Definitions and Properties

Basic Definitions

We start with the formal, technical definition of a function. It's not very intuitive, but has the advantage that it only set theory.

A function \(f\) from a set \(S\) into a set \(T\) is a subset of the product set \(S \times T\) with the property that for each element \(x \in S\), there exists a unique element \(y \in T\) such that \((x, y) \in f\). If \(f\) is a function from \(S\) to \(T\) we write \(f: S \to T\). If \((x, y) \in f\) we write \(y = f(x)\).

Less formally, a function \(f\) from \(S\) into \(T\) is a rule (or procedure or algorithm) that assigns to each \(x \in S\) a unique element \(f(x) \in T\).
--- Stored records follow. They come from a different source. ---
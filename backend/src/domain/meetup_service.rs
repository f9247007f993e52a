//! Meetup domain services.
//!
//! `MeetupCommandService` creates meetups; `MeetupQueryService` assembles the
//! listing and detail representations, including the derived attendance
//! count and the caller-relative `isRegistered`/`hasAttended` fields.

use std::collections::HashSet;
use std::sync::Arc;

use async_trait::async_trait;
use mockable::Clock;
use serde_json::json;
use uuid::Uuid;

use crate::domain::ports::{
    AttendanceWindow, MeetupCommand, MeetupFilter, MeetupPayload, MeetupQuery, MeetupRepository,
    MeetupRepositoryError, NewMeetup, RegisteredMeetupPayload, RegistrationRepository,
    RegistrationRepositoryError,
};
use crate::domain::{Error, Meetup, MeetupDraft, MeetupValidationError, UserId};

fn map_meetup_repository_error(error: MeetupRepositoryError) -> Error {
    match error {
        MeetupRepositoryError::Connection { message } => {
            Error::service_unavailable(format!("meetup repository unavailable: {message}"))
        }
        MeetupRepositoryError::Query { message } => {
            Error::internal(format!("meetup repository error: {message}"))
        }
    }
}

fn map_registration_repository_error(error: RegistrationRepositoryError) -> Error {
    match error {
        RegistrationRepositoryError::Connection { message } => {
            Error::service_unavailable(format!("registration repository unavailable: {message}"))
        }
        RegistrationRepositoryError::Query { message } => {
            Error::internal(format!("registration repository error: {message}"))
        }
    }
}

fn map_validation_error(error: MeetupValidationError) -> Error {
    Error::invalid_request(error.to_string()).with_details(json!({ "code": "invalid_meetup" }))
}

fn meetup_not_found(meetup_id: Uuid) -> Error {
    Error::not_found(format!("meetup {meetup_id} not found"))
}

/// Meetup service implementing the creation driving port.
#[derive(Clone)]
pub struct MeetupCommandService<M> {
    meetups: Arc<M>,
    clock: Arc<dyn Clock>,
}

impl<M> MeetupCommandService<M> {
    /// Create a new command service.
    pub fn new(meetups: Arc<M>, clock: Arc<dyn Clock>) -> Self {
        Self { meetups, clock }
    }
}

#[async_trait]
impl<M> MeetupCommand for MeetupCommandService<M>
where
    M: MeetupRepository,
{
    async fn create_meetup(
        &self,
        host_id: &UserId,
        draft: NewMeetup,
    ) -> Result<MeetupPayload, Error> {
        let now = self.clock.utc();
        let NewMeetup {
            title,
            description,
            date,
            location,
            category,
            capacity,
        } = draft;

        let meetup = Meetup::new(MeetupDraft {
            id: Uuid::new_v4(),
            title,
            description,
            date,
            location,
            category,
            capacity,
            host_id: *host_id,
            created_at: now,
        })
        .map_err(map_validation_error)?;

        self.meetups
            .insert(&meetup)
            .await
            .map_err(map_meetup_repository_error)?;

        // Re-read for the host join rather than trusting in-memory state.
        let record = self
            .meetups
            .find_by_id(meetup.id())
            .await
            .map_err(map_meetup_repository_error)?
            .ok_or_else(|| Error::internal("meetup missing immediately after insert"))?;

        Ok(MeetupPayload::from_record(record, false, now))
    }
}

/// Meetup service implementing the listing and detail driving port.
#[derive(Clone)]
pub struct MeetupQueryService<M, R> {
    meetups: Arc<M>,
    registrations: Arc<R>,
    clock: Arc<dyn Clock>,
}

impl<M, R> MeetupQueryService<M, R> {
    /// Create a new query service.
    pub fn new(meetups: Arc<M>, registrations: Arc<R>, clock: Arc<dyn Clock>) -> Self {
        Self {
            meetups,
            registrations,
            clock,
        }
    }
}

#[async_trait]
impl<M, R> MeetupQuery for MeetupQueryService<M, R>
where
    M: MeetupRepository,
    R: RegistrationRepository,
{
    async fn list(
        &self,
        filter: MeetupFilter,
        caller: Option<UserId>,
    ) -> Result<Vec<MeetupPayload>, Error> {
        let now = self.clock.utc();
        let records = self
            .meetups
            .list_upcoming(&filter, now)
            .await
            .map_err(map_meetup_repository_error)?;

        let registered: HashSet<Uuid> = match caller {
            Some(user_id) => self
                .registrations
                .meetup_ids_for_user(&user_id)
                .await
                .map_err(map_registration_repository_error)?,
            None => HashSet::new(),
        };

        Ok(records
            .into_iter()
            .map(|record| {
                let is_registered = registered.contains(&record.meetup.id());
                MeetupPayload::from_record(record, is_registered, now)
            })
            .collect())
    }

    async fn get(
        &self,
        meetup_id: Uuid,
        caller: Option<UserId>,
    ) -> Result<MeetupPayload, Error> {
        let now = self.clock.utc();
        let record = self
            .meetups
            .find_by_id(meetup_id)
            .await
            .map_err(map_meetup_repository_error)?
            .ok_or_else(|| meetup_not_found(meetup_id))?;

        let is_registered = match caller {
            Some(user_id) => self
                .registrations
                .exists(&user_id, meetup_id)
                .await
                .map_err(map_registration_repository_error)?,
            None => false,
        };

        Ok(MeetupPayload::from_record(record, is_registered, now))
    }

    async fn list_for_user(
        &self,
        user_id: &UserId,
        window: AttendanceWindow,
    ) -> Result<Vec<RegisteredMeetupPayload>, Error> {
        let now = self.clock.utc();
        let rows = self
            .meetups
            .list_registered_for_user(user_id, window, now)
            .await
            .map_err(map_meetup_repository_error)?;

        Ok(rows
            .into_iter()
            .map(|row| RegisteredMeetupPayload::from_record(row, now))
            .collect())
    }
}

#[cfg(test)]
#[path = "meetup_service_tests.rs"]
mod tests;
//! Domain-level error type.
//!
//! These errors are transport agnostic. Inbound adapters map them to HTTP
//! responses; the domain only records a stable code, a human-readable
//! message, optional structured details, and the trace identifier of the
//! request that produced them.

use serde::{Deserialize, Serialize};
use serde_json::Value;
use utoipa::ToSchema;

use crate::middleware::trace::TraceId;

/// Stable machine-readable error code describing the failure category.
#[derive(Debug, Clone, Copy, PartialEq, Eq, Hash, Serialize, Deserialize, ToSchema)]
#[non_exhaustive]
#[serde(rename_all = "snake_case")]
pub enum ErrorCode {
    /// The request is malformed or fails validation.
    InvalidRequest,
    /// Authentication failed or is missing.
    Unauthorized,
    /// Authenticated but not permitted to perform this action.
    Forbidden,
    /// The requested resource does not exist.
    NotFound,
    /// The request conflicts with existing state (e.g. a duplicate account).
    Conflict,
    /// A required backing service is temporarily unavailable.
    ServiceUnavailable,
    /// An unexpected error occurred inside the domain.
    InternalError,
}

/// Domain error payload.
///
/// Constructors capture the active request [`TraceId`] automatically so the
/// payload is correlated with server-side logs without handler involvement.
#[derive(Debug, Clone, PartialEq, Serialize, Deserialize, ToSchema)]
#[serde(rename_all = "camelCase")]
pub struct Error {
    #[schema(example = "invalid_request")]
    code: ErrorCode,
    #[schema(example = "Something went wrong")]
    message: String,
    #[serde(skip_serializing_if = "Option::is_none")]
    trace_id: Option<String>,
    #[serde(skip_serializing_if = "Option::is_none")]
    details: Option<Value>,
}

impl Error {
    /// Create a new error with the given code and message.
    pub fn new(code: ErrorCode, message: impl Into<String>) -> Self {
        Self {
            code,
            message: message.into(),
            trace_id: TraceId::current().map(|id| id.to_string()),
            details: None,
        }
    }

    /// Stable machine-readable error code.
    pub fn code(&self) -> ErrorCode {
        self.code
    }

    /// Human-readable message returned to adapters.
    pub fn message(&self) -> &str {
        self.message.as_str()
    }

    /// Correlation identifier for this error, if one was in scope.
    pub fn trace_id(&self) -> Option<&str> {
        self.trace_id.as_deref()
    }

    /// Supplementary structured details for adapters.
    pub fn details(&self) -> Option<&Value> {
        self.details.as_ref()
    }

    /// Attach a trace identifier to the error.
    pub fn with_trace_id(mut self, id: impl Into<String>) -> Self {
        self.trace_id = Some(id.into());
        self
    }

    /// Attach structured details to the error.
    ///
    /// # Examples
    /// ```
    /// use backend::domain::Error;
    /// use serde_json::json;
    ///
    /// let err = Error::invalid_request("bad").with_details(json!({ "field": "name" }));
    /// assert!(err.details().is_some());
    /// ```
    pub fn with_details(mut self, details: Value) -> Self {
        self.details = Some(details);
        self
    }

    /// Convenience constructor for [`ErrorCode::InvalidRequest`].
    pub fn invalid_request(message: impl Into<String>) -> Self {
        Self::new(ErrorCode::InvalidRequest, message)
    }

    /// Convenience constructor for [`ErrorCode::Unauthorized`].
    pub fn unauthorized(message: impl Into<String>) -> Self {
        Self::new(ErrorCode::Unauthorized, message)
    }

    /// Convenience constructor for [`ErrorCode::Forbidden`].
    pub fn forbidden(message: impl Into<String>) -> Self {
        Self::new(ErrorCode::Forbidden, message)
    }

    /// Convenience constructor for [`ErrorCode::NotFound`].
    pub fn not_found(message: impl Into<String>) -> Self {
        Self::new(ErrorCode::NotFound, message)
    }

    /// Convenience constructor for [`ErrorCode::Conflict`].
    pub fn conflict(message: impl Into<String>) -> Self {
        Self::new(ErrorCode::Conflict, message)
    }

    /// Convenience constructor for [`ErrorCode::ServiceUnavailable`].
    pub fn service_unavailable(message: impl Into<String>) -> Self {
        Self::new(ErrorCode::ServiceUnavailable, message)
    }

    /// Convenience constructor for [`ErrorCode::InternalError`].
    pub fn internal(message: impl Into<String>) -> Self {
        Self::new(ErrorCode::InternalError, message)
    }
}

impl std::fmt::Display for Error {
    fn fmt(&self, f: &mut std::fmt::Formatter<'_>) -> std::fmt::Result {
        write!(f, "{}", self.message)
    }
}

impl std::error::Error for Error {}
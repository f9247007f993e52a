//! Async connection pool for Diesel PostgreSQL connections.
//!
//! Wraps `diesel-async` and `bb8` so the persistence adapters share one
//! checked-out-per-operation pool handle. The pool is the "explicitly
//! injected store handle" of the domain: every adapter receives a clone
//! instead of reaching for process-global state.

use std::time::Duration;

use diesel_async::AsyncPgConnection;
use diesel_async::pooled_connection::AsyncDieselConnectionManager;
use diesel_async::pooled_connection::bb8::{Pool, PooledConnection};

/// Errors that can occur during pool operations.
#[derive(Debug, Clone, PartialEq, Eq, thiserror::Error)]
pub enum PoolError {
    /// Failed to check out a connection from the pool.
    #[error("failed to get connection from pool: {message}")]
    Checkout {
        /// Underlying bb8 failure description.
        message: String,
    },
    /// Failed to build the connection pool.
    #[error("failed to build connection pool: {message}")]
    Build {
        /// Underlying bb8 failure description.
        message: String,
    },
}

impl PoolError {
    /// Create a checkout error with the given message.
    pub fn checkout(message: impl Into<String>) -> Self {
        Self::Checkout {
            message: message.into(),
        }
    }

    /// Create a build error with the given message.
    pub fn build(message: impl Into<String>) -> Self {
        Self::Build {
            message: message.into(),
        }
    }
}

/// Configuration for the database connection pool.
#[derive(Debug, Clone)]
pub struct PoolConfig {
    database_url: String,
    max_size: u32,
    min_idle: Option<u32>,
    connection_timeout: Duration,
}

impl PoolConfig {
    /// Create a new configuration with the given database URL.
    ///
    /// Defaults: 10 connections maximum, 2 idle, 30 second checkout timeout.
    pub fn new(database_url: impl Into<String>) -> Self {
        Self {
            database_url: database_url.into(),
            max_size: 10,
            min_idle: Some(2),
            connection_timeout: Duration::from_secs(30),
        }
    }

    /// Set the maximum number of connections in the pool.
    pub fn with_max_size(mut self, max_size: u32) -> Self {
        self.max_size = max_size;
        self
    }

    /// Set the minimum number of idle connections to maintain.
    pub fn with_min_idle(mut self, min_idle: Option<u32>) -> Self {
        self.min_idle = min_idle;
        self
    }

    /// Set the connection checkout timeout.
    pub fn with_connection_timeout(mut self, timeout: Duration) -> Self {
        self.connection_timeout = timeout;
        self
    }

    /// Get the database URL.
    pub fn database_url(&self) -> &str {
        &self.database_url
    }
}

/// Async connection pool for PostgreSQL via Diesel.
#[derive(Clone)]
pub struct DbPool {
    inner: Pool<AsyncPgConnection>,
}

impl DbPool {
    /// Create a new connection pool with the given configuration.
    ///
    /// # Errors
    ///
    /// Returns [`PoolError::Build`] if the pool cannot be constructed.
    pub async fn new(config: PoolConfig) -> Result<Self, PoolError> {
        let manager = AsyncDieselConnectionManager::<AsyncPgConnection>::new(&config.database_url);

        let pool = Pool::builder()
            .max_size(config.max_size)
            .min_idle(config.min_idle)
            .connection_timeout(config.connection_timeout)
            .build(manager)
            .await
            .map_err(|err| PoolError::build(err.to_string()))?;

        Ok(Self { inner: pool })
    }

    /// Get a connection from the pool.
    ///
    /// # Errors
    ///
    /// Returns [`PoolError::Checkout`] if a connection cannot be obtained
    /// within the configured timeout.
    pub async fn get(&self) -> Result<PooledConnection<'_, AsyncPgConnection>, PoolError> {
        self.inner
            .get()
            .await
            .map_err(|err| PoolError::checkout(err.to_string()))
    }
}

#[cfg(test)]
mod tests {
    use super::*;
    use rstest::rstest;

    #[rstest]
    fn pool_config_default_values() {
        let config = PoolConfig::new("postgres://localhost/test");

        assert_eq!(config.database_url(), "postgres://localhost/test");
        assert_eq!(config.max_size, 10);
        assert_eq!(config.min_idle, Some(2));
        assert_eq!(config.connection_timeout, Duration::from_secs(30));
    }

    #[rstest]
    fn pool_config_builder_pattern() {
        let config = PoolConfig::new("postgres://localhost/test")
            .with_max_size(20)
            .with_min_idle(None)
            .with_connection_timeout(Duration::from_secs(5));

        assert_eq!(config.max_size, 20);
        assert_eq!(config.min_idle, None);
        assert_eq!(config.connection_timeout, Duration::from_secs(5));
    }

    #[rstest]
    fn pool_error_display() {
        let checkout_err = PoolError::checkout("connection refused");
        let build_err = PoolError::build("invalid URL");

        assert!(checkout_err.to_string().contains("connection refused"));
        assert!(build_err.to_string().contains("invalid URL"));
    }
}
The definition of a function as a set of ordered pairs, is due to Kazimierz Kuratowski. The term map or mapping is also used in place of function, so we could say that \(f\) maps \(S\) into \(T\).

Suppose that \(f: S \to T\).

The set \(S\) is the domain of \(f\).
The set \(T\) is the co-domain of \(f\).
The range of \(f\) is the set of function values. That is, \(\range\left(f\right) = \left\{y \in T: y = f(x) \text{ for some } x \in S\right\}\).

The domain and range are completely specified by a function. That's not true of the co-domain: if \(f\) is a function from \(S\) into \(T\), and \(U\) is another set with \(T \subseteq U\), then we can also think of \(f\) as a function from \(S\) into \(U\). The following definitions are natural and important.

Suppose again that \(f: S \to T\).

\(f\) maps \(S\) onto \(T\) if \(\range\left(f\right) = T\). That is, for each \(y \in T\) there exists \(x \in S\) such that \(f(x) = y\).
\(f\) is one-to-one if distinct elements in the domain are mapped to distinct elements in the range. That is, if \( u, \, v \in S \) and \( u \ne v \) then \( f(u) \ne f(v) \).

Clearly a function always maps its domain onto its range. Note also that \(f\) is one-to-one if \( f(u) = f(v) \) implies \( u = v \) for \(u, \, v \in S\).

Inverse functions

If \(f\) maps \(S\) one-to-one onto \(T\), the inverse of \(f\) is the function \(f^{-1}\) from \(T\) onto \(S\) given by \[ f^{-1}(y) = x \iff f(x) = y; \quad x \in S, \; y \in T \]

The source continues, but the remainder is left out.